Chaque année, plus de 17 millions de foyers fiscaux bénéficient en France d’un abattement forfaitaire de 10 % sur leurs pensions de retraite. Cet avantage fiscal, appliqué automatiquement lors de la déclaration d’impôts, vise à compenser les frais professionnels… que les retraités n’ont pourtant plus. Un paradoxe pointé du doigt depuis plusieurs années et qui revient aujourd’hui sur le devant de la scène. Le gouvernement n’exclut pas sa remise en question dans le cadre des prochaines réformes budgétaires.
Un abattement contesté mais largement répandu
L’abattement de 10 % sur les pensions de retraite est accordé sans condition, dans la limite de 4 123 € par foyer fiscal (pour l’imposition des revenus 2023). Il s’applique automatiquement lors du calcul de l’impôt sur le revenu et concerne aussi bien les pensions du régime général que les retraites complémentaires.
Mais cette disposition fait débat. En effet, cet abattement est censé couvrir des frais professionnels, comme c’est le cas pour les actifs. Or, les retraités n’ont plus d’activité professionnelle. Ce décalage suscite des critiques, notamment de la part de la Cour des comptes et de certains économistes, qui estiment que ce dispositif est devenu injustifié, voire inefficace sur le plan budgétaire.
Pourquoi cette niche fiscale est-elle dans le viseur ?
En pleine recherche d’économies budgétaires, l’État s’intéresse de près à ce type de « niche fiscale », qui représente un manque à gagner d’environ 5 milliards d’euros par an pour les finances publiques. Plusieurs voix s’élèvent pour réduire ou supprimer l’abattement, dans un objectif de justice fiscale et de rationalisation des aides.

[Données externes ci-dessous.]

#[cfg(test)]
mod tests {
    use glam::DVec2;
    use rand::{Rng, SeedableRng};
    use rand_chacha::ChaCha8Rng;

    use forest_core::constants::ARENA_SIZE;

    use crate::freespace::find_free_space;
    use crate::layout::{layout_tree_grid, TreeLayout};
    use crate::triangulation::{triangle_area, Triangulation};

    fn square() -> Vec<DVec2> {
        vec![
            DVec2::new(0.0, 0.0),
            DVec2::new(10.0, 0.0),
            DVec2::new(10.0, 10.0),
            DVec2::new(0.0, 10.0),
        ]
    }

    // ---- Triangulation ----

    #[test]
    fn test_square_splits_into_two_triangles() {
        let tri = Triangulation::from_points(&square());
        assert_eq!(tri.len(), 2);
        let total: f64 = tri.triangles().map(triangle_area).sum();
        assert!((total - 100.0).abs() < 1e-9, "total area {total}");
    }

    #[test]
    fn test_square_with_center_has_four_triangles() {
        let mut points = square();
        points.push(DVec2::new(5.0, 5.0));
        let tri = Triangulation::from_points(&points);
        assert_eq!(tri.len(), 4);
        let total: f64 = tri.triangles().map(triangle_area).sum();
        assert!((total - 100.0).abs() < 1e-9);
        assert!(tri.triangle_indices().iter().all(|t| t.contains(&4)));
    }

    #[test]
    fn test_too_few_or_collinear_points() {
        assert!(Triangulation::from_points(&[]).is_empty());
        assert!(Triangulation::from_points(&square()[..2]).is_empty());
        let line = [
            DVec2::new(0.0, 0.0),
            DVec2::new(1.0, 1.0),
            DVec2::new(2.0, 2.0),
        ];
        assert!(Triangulation::from_points(&line).is_empty());
    }

    #[test]
    fn test_duplicate_points_ignored() {
        let mut points = square();
        points.push(DVec2::new(10.0, 10.0));
        let tri = Triangulation::from_points(&points);
        assert_eq!(tri.len(), 2);
    }

    #[test]
    fn test_random_points_satisfy_empty_circumcircle() {
        let mut rng = ChaCha8Rng::seed_from_u64(3);
        let points: Vec<DVec2> = (0..60)
            .map(|_| DVec2::new(rng.gen_range(-20.0..20.0), rng.gen_range(-20.0..20.0)))
            .collect();
        let tri = Triangulation::from_points(&points);
        assert!(!tri.is_empty());

        for [a, b, c] in tri.triangles() {
            assert!(triangle_area([a, b, c]) > 0.0);
            let d = 2.0 * (a.x * (b.y - c.y) + b.x * (c.y - a.y) + c.x * (a.y - b.y));
            let center = DVec2::new(
                (a.length_squared() * (b.y - c.y)
                    + b.length_squared() * (c.y - a.y)
                    + c.length_squared() * (a.y - b.y))
                    / d,
                (a.length_squared() * (c.x - b.x)
                    + b.length_squared() * (a.x - c.x)
                    + c.length_squared() * (b.x - a.x))
                    / d,
            );
            let r2 = center.distance_squared(a);
            for p in &points {
                assert!(
                    center.distance_squared(*p) >= r2 - 1e-6,
                    "point {p:?} inside circumcircle of {a:?} {b:?} {c:?}"
                );
            }
        }
    }

    // ---- Free space ----

    #[test]
    fn test_free_space_returns_centroid() {
        let tri = Triangulation::from_points(&square());
        let spot = find_free_space(&tri, 1.0, |_| true).expect("free space");
        assert!(spot.x > 0.0 && spot.x < 10.0 && spot.y > 0.0 && spot.y < 10.0);
    }

    #[test]
    fn test_free_space_respects_min_distance() {
        let tri = Triangulation::from_points(&square());
        assert!(find_free_space(&tri, 10.0, |_| true).is_none());
    }

    #[test]
    fn test_free_space_respects_occupancy() {
        let tri = Triangulation::from_points(&square());
        assert!(find_free_space(&tri, 1.0, |_| false).is_none());
    }

    #[test]
    fn test_free_space_prefers_largest_clear_triangle() {
        // A big gap on the right, small triangles on the left.
        let points = vec![
            DVec2::new(0.0, 0.0),
            DVec2::new(1.0, 0.0),
            DVec2::new(0.0, 1.0),
            DVec2::new(1.0, 1.0),
            DVec2::new(30.0, -15.0),
            DVec2::new(30.0, 16.0),
        ];
        let tri = Triangulation::from_points(&points);
        let spot = find_free_space(&tri, 2.0, |_| true).expect("free space");
        assert!(spot.x > 5.0, "expected the large gap, got {spot:?}");

        // Blocking the large gap falls back to the next largest.
        let fallback = find_free_space(&tri, 2.0, |c| c.distance(spot) > 1e-9);
        if let Some(other) = fallback {
            assert!(other.distance(spot) > 1e-9);
        }
    }

    // ---- Layout ----

    #[test]
    fn test_layout_grid_size() {
        let mut rng = ChaCha8Rng::seed_from_u64(1);
        let grid = layout_tree_grid(ARENA_SIZE, &TreeLayout::default(), &mut rng);
        assert_eq!(grid.grid_size, 9);
        assert!(!grid.positions.is_empty());
        assert!(grid.positions.len() <= 81);
    }

    #[test]
    fn test_layout_density_extremes() {
        let mut rng = ChaCha8Rng::seed_from_u64(1);
        let full = TreeLayout {
            density: 1.0,
            ..Default::default()
        };
        assert_eq!(layout_tree_grid(ARENA_SIZE, &full, &mut rng).positions.len(), 81);
        let empty = TreeLayout {
            density: 0.0,
            ..Default::default()
        };
        assert!(layout_tree_grid(ARENA_SIZE, &empty, &mut rng).positions.is_empty());
    }

    #[test]
    fn test_layout_stays_inside_arena() {
        let mut rng = ChaCha8Rng::seed_from_u64(5);
        let layout = TreeLayout {
            density: 1.0,
            ..Default::default()
        };
        let half = ARENA_SIZE / 2.0;
        for p in layout_tree_grid(ARENA_SIZE, &layout, &mut rng).positions {
            assert!(p.x.abs() < half && p.y.abs() < half, "tree {p:?} outside arena");
        }
    }

    #[test]
    fn test_layout_deterministic() {
        let a = layout_tree_grid(ARENA_SIZE, &TreeLayout::default(), &mut ChaCha8Rng::seed_from_u64(9));
        let b = layout_tree_grid(ARENA_SIZE, &TreeLayout::default(), &mut ChaCha8Rng::seed_from_u64(9));
        assert_eq!(a.positions, b.positions);
    }

    #[test]
    fn test_small_arena_has_no_grid() {
        let mut rng = ChaCha8Rng::seed_from_u64(1);
        let grid = layout_tree_grid(8.0, &TreeLayout::default(), &mut rng);
        assert_eq!(grid.grid_size, 0);
        assert!(grid.positions.is_empty());
    }
}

Le ministre de l’Économie, Bruno Le Maire, n’a pas fermé la porte à cette option lors de récentes déclarations. Il a toutefois précisé qu’aucune décision n’était prise à ce stade, mais que toutes les pistes sont étudiées dans le cadre du projet de loi de finances 2026.
Cette hypothèse fait déjà réagir les associations de retraités, qui dénoncent une stigmatisation et alertent sur un risque de perte de pouvoir d’achat, en particulier pour les petites pensions déjà touchées par l’inflation.
Quelles conséquences pour les retraités si l’abattement disparaît ?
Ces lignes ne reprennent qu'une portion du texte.